▼▼▼

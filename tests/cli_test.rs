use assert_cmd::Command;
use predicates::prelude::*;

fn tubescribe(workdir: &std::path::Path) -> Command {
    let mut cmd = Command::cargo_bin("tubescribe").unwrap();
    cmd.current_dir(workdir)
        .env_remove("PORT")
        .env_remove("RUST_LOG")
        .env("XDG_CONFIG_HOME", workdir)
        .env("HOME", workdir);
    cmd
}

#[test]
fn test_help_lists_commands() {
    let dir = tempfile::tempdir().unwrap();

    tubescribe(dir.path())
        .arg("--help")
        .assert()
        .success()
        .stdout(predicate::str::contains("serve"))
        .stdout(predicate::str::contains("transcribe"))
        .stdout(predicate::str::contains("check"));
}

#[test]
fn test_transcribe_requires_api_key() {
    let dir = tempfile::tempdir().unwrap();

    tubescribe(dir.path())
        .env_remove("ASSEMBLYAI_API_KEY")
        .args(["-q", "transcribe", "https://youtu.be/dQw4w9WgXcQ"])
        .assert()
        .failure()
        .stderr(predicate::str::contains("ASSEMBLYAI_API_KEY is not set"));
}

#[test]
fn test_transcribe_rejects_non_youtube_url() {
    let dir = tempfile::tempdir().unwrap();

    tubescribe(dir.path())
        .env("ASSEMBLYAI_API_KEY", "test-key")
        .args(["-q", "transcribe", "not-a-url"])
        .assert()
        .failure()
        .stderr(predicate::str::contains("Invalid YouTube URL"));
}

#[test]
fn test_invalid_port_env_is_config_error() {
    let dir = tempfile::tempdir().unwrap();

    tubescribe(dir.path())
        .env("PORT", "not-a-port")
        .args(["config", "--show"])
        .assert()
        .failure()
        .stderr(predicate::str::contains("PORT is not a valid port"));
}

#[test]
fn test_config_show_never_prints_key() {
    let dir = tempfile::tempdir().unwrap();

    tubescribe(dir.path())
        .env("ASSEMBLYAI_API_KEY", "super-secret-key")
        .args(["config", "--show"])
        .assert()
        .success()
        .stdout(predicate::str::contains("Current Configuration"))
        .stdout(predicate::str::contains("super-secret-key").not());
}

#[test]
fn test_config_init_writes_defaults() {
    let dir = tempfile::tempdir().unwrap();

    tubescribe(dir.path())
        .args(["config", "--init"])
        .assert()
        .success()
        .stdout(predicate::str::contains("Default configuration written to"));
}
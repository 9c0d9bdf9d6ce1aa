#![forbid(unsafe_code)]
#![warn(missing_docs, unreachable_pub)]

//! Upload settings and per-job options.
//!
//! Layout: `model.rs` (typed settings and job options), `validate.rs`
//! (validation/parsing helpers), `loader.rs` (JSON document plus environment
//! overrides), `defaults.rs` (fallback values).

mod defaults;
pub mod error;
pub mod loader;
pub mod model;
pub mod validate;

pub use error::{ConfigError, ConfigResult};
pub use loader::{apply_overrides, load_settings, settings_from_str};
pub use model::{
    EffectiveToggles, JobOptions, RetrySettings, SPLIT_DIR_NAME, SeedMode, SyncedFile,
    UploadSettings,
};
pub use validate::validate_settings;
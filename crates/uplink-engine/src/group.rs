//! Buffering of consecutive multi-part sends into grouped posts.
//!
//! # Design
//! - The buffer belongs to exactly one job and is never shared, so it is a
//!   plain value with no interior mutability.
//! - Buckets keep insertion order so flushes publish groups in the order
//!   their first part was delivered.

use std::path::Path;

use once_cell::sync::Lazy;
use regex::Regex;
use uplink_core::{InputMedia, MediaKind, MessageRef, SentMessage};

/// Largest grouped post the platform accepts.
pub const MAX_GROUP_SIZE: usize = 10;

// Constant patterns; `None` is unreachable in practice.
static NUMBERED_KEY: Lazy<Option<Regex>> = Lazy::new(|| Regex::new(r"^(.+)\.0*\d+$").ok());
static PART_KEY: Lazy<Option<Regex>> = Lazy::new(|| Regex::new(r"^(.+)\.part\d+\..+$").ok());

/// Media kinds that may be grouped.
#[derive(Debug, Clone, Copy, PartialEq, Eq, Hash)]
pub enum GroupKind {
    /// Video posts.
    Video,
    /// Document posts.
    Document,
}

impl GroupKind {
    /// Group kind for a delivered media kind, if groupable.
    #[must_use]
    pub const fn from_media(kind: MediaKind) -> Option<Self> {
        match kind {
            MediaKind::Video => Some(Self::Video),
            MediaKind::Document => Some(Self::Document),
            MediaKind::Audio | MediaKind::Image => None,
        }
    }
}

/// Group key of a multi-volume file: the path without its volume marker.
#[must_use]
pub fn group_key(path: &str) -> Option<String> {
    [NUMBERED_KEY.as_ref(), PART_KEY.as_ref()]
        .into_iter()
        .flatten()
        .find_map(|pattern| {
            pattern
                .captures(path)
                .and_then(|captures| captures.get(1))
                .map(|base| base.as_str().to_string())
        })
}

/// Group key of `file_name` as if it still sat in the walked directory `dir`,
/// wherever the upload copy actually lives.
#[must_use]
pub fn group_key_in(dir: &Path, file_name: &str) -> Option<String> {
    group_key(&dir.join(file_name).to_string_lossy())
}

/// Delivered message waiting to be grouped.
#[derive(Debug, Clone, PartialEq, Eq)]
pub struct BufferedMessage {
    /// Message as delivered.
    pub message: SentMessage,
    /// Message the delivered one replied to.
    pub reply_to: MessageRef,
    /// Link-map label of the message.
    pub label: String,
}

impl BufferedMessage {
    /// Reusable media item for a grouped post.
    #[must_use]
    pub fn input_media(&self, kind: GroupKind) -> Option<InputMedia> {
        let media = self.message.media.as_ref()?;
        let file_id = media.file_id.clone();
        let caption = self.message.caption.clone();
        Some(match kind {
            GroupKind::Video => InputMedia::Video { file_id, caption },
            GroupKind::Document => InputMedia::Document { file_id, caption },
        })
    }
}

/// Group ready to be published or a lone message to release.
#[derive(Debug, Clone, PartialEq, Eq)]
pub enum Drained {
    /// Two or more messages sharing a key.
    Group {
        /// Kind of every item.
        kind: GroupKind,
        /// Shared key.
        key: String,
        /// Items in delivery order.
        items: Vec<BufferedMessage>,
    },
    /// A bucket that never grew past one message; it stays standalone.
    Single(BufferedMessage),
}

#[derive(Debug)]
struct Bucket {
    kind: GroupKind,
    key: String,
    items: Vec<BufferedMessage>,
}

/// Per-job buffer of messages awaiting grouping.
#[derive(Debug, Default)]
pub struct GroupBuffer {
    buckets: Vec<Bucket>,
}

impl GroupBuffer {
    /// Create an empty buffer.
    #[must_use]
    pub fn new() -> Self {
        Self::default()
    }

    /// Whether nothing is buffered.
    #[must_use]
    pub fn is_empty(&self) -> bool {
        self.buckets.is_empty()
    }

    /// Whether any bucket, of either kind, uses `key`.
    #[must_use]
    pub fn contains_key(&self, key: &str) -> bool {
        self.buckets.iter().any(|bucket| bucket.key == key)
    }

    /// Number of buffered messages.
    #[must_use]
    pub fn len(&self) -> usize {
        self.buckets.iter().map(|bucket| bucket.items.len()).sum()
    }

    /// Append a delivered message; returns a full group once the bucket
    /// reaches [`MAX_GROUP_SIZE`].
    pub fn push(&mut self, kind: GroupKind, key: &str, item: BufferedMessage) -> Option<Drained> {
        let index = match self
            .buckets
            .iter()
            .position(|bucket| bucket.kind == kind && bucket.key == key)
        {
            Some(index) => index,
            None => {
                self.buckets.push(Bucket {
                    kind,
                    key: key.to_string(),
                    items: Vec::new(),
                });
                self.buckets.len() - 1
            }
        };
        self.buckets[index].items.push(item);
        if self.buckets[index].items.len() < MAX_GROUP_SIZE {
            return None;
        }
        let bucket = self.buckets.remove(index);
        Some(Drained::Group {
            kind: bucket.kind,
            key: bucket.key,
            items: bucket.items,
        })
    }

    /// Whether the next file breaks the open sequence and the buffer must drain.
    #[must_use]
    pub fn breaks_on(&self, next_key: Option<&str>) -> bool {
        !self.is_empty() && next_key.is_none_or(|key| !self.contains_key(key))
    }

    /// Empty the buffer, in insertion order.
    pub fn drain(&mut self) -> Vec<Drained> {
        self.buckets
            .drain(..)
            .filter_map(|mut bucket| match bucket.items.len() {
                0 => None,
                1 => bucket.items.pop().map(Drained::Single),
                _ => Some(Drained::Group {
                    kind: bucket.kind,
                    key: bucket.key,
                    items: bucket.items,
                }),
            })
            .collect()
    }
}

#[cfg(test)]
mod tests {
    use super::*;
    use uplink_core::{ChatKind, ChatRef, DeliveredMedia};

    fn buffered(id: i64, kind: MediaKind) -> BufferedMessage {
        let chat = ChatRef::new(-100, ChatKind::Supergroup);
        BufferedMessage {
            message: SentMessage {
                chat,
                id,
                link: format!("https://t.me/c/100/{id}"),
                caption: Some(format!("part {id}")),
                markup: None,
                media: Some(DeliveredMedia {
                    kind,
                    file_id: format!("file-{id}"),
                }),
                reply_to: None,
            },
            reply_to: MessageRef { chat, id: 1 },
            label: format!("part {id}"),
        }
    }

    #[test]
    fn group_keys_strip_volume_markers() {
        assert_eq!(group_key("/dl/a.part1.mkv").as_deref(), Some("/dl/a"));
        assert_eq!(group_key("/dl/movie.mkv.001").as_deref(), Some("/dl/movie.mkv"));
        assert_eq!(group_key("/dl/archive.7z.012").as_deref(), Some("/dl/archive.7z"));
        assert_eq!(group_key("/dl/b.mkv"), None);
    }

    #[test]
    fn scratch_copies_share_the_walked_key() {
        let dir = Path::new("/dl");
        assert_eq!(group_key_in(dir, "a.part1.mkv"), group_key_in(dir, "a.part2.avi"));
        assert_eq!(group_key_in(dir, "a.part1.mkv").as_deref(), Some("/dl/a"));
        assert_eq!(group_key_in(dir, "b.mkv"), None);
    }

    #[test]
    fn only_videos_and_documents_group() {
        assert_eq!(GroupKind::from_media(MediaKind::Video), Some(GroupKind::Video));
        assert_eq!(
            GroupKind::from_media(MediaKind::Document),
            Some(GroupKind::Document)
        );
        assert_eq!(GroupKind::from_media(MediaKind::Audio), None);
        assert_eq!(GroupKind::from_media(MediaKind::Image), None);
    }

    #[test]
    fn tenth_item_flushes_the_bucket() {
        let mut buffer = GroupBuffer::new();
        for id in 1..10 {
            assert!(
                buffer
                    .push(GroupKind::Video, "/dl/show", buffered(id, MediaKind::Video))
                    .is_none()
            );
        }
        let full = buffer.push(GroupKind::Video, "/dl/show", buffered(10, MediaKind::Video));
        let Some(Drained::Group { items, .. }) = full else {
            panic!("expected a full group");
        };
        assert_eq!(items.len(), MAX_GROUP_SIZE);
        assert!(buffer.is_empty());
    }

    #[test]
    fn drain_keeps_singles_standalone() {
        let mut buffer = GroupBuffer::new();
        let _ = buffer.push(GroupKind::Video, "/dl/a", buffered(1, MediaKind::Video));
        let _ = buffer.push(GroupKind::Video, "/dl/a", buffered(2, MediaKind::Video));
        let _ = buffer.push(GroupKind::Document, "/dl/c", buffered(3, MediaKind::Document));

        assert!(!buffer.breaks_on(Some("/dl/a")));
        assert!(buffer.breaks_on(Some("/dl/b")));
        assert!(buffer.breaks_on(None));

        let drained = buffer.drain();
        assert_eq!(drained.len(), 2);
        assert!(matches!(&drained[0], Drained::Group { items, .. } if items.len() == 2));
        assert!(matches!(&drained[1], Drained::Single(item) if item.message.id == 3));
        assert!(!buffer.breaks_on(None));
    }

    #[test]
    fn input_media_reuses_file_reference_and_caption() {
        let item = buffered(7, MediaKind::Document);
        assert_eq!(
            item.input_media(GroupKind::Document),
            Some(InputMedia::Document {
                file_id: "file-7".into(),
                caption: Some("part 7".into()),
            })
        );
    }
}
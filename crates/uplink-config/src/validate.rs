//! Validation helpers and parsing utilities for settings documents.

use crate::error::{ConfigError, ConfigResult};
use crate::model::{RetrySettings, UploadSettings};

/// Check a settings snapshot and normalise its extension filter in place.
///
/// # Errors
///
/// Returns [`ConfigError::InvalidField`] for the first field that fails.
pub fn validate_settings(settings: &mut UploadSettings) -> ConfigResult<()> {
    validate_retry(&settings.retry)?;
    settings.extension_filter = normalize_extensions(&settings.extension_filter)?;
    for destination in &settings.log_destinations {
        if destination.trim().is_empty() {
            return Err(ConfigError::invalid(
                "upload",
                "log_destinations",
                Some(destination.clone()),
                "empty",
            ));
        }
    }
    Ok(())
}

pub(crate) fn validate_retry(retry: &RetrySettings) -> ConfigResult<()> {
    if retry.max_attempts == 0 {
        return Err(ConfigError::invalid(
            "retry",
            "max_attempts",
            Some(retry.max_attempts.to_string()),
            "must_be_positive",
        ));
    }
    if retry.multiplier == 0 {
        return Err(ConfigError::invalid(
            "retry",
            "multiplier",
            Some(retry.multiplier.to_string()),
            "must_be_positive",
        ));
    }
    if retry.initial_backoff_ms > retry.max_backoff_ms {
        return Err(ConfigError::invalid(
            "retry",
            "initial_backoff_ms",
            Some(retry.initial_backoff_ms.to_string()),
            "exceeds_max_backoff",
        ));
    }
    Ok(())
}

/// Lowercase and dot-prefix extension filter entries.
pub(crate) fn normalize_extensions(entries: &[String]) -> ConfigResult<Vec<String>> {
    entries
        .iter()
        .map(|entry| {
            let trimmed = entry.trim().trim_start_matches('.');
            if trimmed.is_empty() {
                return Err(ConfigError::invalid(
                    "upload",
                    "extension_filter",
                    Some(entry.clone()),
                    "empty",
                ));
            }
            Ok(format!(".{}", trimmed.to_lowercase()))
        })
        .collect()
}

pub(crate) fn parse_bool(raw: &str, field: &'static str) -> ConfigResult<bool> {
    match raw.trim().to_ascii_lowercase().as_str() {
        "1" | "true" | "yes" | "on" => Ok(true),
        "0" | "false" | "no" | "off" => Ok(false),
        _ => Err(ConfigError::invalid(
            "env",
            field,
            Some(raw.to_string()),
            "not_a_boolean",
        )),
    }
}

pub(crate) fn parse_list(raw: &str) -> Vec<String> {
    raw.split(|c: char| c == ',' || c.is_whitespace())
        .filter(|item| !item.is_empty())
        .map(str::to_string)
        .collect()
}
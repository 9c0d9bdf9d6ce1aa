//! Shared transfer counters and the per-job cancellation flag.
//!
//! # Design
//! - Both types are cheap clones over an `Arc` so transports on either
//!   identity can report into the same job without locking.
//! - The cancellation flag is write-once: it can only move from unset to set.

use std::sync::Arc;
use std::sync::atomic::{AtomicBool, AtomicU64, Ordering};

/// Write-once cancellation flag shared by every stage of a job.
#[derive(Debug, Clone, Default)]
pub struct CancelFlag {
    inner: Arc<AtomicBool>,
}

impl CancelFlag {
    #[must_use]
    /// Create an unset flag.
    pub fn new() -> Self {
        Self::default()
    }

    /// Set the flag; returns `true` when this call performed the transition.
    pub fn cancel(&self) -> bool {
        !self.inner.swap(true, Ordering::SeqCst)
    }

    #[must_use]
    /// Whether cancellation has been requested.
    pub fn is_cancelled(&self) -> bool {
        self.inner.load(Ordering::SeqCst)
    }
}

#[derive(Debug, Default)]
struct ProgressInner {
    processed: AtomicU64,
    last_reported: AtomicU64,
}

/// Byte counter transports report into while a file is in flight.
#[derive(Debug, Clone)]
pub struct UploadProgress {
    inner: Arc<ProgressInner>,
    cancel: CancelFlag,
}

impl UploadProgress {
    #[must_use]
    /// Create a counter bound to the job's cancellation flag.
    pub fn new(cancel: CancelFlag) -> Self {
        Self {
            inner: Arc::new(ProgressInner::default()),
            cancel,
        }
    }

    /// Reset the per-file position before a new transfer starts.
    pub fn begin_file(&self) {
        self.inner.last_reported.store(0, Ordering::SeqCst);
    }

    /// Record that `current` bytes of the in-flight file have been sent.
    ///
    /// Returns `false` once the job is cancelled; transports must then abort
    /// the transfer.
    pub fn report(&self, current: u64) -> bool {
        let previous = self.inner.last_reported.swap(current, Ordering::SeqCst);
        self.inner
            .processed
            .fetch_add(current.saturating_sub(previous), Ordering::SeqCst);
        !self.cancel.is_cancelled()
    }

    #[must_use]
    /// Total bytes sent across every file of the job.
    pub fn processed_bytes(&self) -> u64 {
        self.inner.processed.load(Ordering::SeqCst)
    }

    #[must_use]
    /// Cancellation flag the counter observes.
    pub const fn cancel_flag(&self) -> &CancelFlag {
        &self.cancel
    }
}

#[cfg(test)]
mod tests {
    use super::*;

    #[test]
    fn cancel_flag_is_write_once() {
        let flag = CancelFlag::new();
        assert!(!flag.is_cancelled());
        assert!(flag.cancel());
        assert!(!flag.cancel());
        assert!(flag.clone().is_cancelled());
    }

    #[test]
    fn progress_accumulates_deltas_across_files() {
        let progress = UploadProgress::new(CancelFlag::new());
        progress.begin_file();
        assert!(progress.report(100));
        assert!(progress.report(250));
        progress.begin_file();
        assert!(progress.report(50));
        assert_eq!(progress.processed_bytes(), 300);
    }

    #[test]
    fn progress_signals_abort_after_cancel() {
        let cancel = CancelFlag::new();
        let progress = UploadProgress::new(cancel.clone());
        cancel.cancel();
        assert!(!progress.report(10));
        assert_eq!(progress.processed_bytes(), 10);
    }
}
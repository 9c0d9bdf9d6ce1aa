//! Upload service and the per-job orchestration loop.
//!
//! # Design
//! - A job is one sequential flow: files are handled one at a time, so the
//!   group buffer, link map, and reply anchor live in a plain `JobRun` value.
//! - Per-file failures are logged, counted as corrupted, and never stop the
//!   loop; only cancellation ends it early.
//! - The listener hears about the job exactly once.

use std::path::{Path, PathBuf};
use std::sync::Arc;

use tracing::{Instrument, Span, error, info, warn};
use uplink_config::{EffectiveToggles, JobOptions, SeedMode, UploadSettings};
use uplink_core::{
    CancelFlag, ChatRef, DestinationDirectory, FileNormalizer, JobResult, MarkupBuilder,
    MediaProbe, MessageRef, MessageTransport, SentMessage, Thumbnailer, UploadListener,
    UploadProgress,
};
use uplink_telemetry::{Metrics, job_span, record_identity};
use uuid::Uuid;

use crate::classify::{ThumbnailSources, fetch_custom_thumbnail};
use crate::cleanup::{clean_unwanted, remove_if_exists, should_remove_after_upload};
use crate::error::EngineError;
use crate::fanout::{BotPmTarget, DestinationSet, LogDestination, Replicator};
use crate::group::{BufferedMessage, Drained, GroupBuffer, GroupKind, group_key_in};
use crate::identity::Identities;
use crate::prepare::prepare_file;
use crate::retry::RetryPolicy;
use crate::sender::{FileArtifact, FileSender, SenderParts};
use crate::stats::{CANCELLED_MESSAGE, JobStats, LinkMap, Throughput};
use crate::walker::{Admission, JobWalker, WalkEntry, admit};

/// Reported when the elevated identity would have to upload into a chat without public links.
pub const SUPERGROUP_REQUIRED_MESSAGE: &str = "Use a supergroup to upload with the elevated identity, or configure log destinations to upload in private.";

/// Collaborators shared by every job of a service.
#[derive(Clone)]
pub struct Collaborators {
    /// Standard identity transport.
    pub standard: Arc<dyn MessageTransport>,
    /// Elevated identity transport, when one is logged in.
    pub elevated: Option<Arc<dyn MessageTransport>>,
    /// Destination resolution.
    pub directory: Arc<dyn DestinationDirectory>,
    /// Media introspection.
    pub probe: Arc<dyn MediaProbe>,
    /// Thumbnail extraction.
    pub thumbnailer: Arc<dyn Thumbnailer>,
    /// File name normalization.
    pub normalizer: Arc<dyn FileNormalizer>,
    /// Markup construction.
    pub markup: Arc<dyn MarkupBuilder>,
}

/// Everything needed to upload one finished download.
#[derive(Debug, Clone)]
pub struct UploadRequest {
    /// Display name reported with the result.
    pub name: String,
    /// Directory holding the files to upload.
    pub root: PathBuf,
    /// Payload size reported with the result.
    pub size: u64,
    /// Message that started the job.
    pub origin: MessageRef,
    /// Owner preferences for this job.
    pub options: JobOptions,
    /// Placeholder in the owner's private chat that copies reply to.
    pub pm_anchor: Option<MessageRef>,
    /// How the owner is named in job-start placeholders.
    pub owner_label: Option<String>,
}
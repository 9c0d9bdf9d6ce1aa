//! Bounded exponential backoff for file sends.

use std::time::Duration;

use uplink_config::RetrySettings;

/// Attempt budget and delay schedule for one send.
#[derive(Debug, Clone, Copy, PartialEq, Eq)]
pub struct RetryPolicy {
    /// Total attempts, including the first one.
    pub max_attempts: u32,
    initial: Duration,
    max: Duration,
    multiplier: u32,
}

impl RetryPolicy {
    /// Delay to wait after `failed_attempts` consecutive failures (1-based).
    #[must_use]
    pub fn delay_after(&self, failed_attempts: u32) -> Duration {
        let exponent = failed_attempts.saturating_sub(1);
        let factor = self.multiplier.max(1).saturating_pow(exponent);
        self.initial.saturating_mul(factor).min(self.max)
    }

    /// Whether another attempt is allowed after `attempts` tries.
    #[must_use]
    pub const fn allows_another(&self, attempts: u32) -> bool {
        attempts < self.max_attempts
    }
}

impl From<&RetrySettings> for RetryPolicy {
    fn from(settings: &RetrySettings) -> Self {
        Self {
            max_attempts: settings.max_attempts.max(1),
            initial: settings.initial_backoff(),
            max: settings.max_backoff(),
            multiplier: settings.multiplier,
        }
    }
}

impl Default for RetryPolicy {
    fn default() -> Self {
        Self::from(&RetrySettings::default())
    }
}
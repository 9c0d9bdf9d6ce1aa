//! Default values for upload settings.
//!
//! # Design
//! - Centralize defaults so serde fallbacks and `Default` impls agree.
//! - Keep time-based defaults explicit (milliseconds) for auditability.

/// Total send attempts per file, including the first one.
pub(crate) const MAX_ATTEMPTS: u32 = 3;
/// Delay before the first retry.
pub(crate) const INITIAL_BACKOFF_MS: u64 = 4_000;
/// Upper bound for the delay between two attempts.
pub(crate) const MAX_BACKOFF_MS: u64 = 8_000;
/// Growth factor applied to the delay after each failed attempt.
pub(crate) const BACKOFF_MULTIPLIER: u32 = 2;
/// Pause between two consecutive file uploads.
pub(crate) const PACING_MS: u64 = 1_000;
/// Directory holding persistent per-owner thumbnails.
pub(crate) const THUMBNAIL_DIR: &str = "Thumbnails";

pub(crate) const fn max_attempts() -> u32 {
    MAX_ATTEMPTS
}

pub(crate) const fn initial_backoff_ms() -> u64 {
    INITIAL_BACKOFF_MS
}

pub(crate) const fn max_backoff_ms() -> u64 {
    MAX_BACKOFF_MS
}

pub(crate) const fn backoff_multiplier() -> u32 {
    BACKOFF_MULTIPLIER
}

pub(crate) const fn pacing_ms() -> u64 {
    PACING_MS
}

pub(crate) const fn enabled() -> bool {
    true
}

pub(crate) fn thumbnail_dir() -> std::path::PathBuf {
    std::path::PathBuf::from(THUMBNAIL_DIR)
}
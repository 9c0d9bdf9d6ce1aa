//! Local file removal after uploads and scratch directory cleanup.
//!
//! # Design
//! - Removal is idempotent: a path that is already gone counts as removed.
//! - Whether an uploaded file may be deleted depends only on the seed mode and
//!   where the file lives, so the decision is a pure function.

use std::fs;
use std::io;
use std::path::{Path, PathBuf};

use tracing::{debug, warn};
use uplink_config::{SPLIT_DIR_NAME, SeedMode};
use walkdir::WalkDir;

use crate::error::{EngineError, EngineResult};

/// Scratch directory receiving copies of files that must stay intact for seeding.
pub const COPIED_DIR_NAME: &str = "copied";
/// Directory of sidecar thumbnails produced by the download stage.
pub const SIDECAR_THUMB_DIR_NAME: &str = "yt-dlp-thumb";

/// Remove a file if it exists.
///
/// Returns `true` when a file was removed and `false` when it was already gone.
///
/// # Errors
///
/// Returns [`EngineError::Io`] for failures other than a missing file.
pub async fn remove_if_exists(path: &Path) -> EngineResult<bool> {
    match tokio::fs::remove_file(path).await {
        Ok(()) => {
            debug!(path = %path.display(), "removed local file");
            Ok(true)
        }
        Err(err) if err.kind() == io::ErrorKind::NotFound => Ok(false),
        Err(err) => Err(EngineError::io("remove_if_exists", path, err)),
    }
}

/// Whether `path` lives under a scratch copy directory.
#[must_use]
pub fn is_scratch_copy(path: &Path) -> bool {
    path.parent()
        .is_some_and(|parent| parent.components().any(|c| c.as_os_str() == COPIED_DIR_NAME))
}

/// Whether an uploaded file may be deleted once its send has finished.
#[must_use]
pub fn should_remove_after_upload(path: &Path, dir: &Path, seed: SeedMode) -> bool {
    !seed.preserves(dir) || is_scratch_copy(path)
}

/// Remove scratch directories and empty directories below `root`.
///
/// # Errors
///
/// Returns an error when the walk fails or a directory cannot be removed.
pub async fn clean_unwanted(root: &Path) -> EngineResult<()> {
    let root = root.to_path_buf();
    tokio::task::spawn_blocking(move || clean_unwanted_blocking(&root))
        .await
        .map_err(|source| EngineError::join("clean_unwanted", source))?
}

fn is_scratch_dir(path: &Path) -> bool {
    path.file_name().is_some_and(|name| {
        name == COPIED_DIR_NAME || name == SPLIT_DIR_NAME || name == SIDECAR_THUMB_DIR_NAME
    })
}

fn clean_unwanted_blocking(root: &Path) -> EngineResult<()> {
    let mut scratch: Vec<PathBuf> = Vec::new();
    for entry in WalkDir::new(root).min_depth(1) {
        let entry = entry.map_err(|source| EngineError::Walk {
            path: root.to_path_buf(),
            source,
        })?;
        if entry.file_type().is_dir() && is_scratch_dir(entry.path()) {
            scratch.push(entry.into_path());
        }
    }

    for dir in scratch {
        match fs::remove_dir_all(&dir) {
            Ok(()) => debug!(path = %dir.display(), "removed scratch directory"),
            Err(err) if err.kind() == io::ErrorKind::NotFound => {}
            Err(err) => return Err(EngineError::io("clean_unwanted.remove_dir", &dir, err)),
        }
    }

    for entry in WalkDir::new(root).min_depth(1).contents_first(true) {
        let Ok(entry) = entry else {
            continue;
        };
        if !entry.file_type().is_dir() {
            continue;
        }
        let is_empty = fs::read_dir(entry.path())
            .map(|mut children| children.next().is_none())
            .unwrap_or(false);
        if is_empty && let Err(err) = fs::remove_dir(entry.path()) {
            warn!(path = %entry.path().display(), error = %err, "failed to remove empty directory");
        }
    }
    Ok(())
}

▲▲▲

Work required: Could you show every line of the material that includes the string "EffectiveToggles"?

Answer space:
    EffectiveToggles, JobOptions, RetrySettings, SPLIT_DIR_NAME, SeedMode, SyncedFile,
use uplink_config::{EffectiveToggles, JobOptions, SeedMode, UploadSettings};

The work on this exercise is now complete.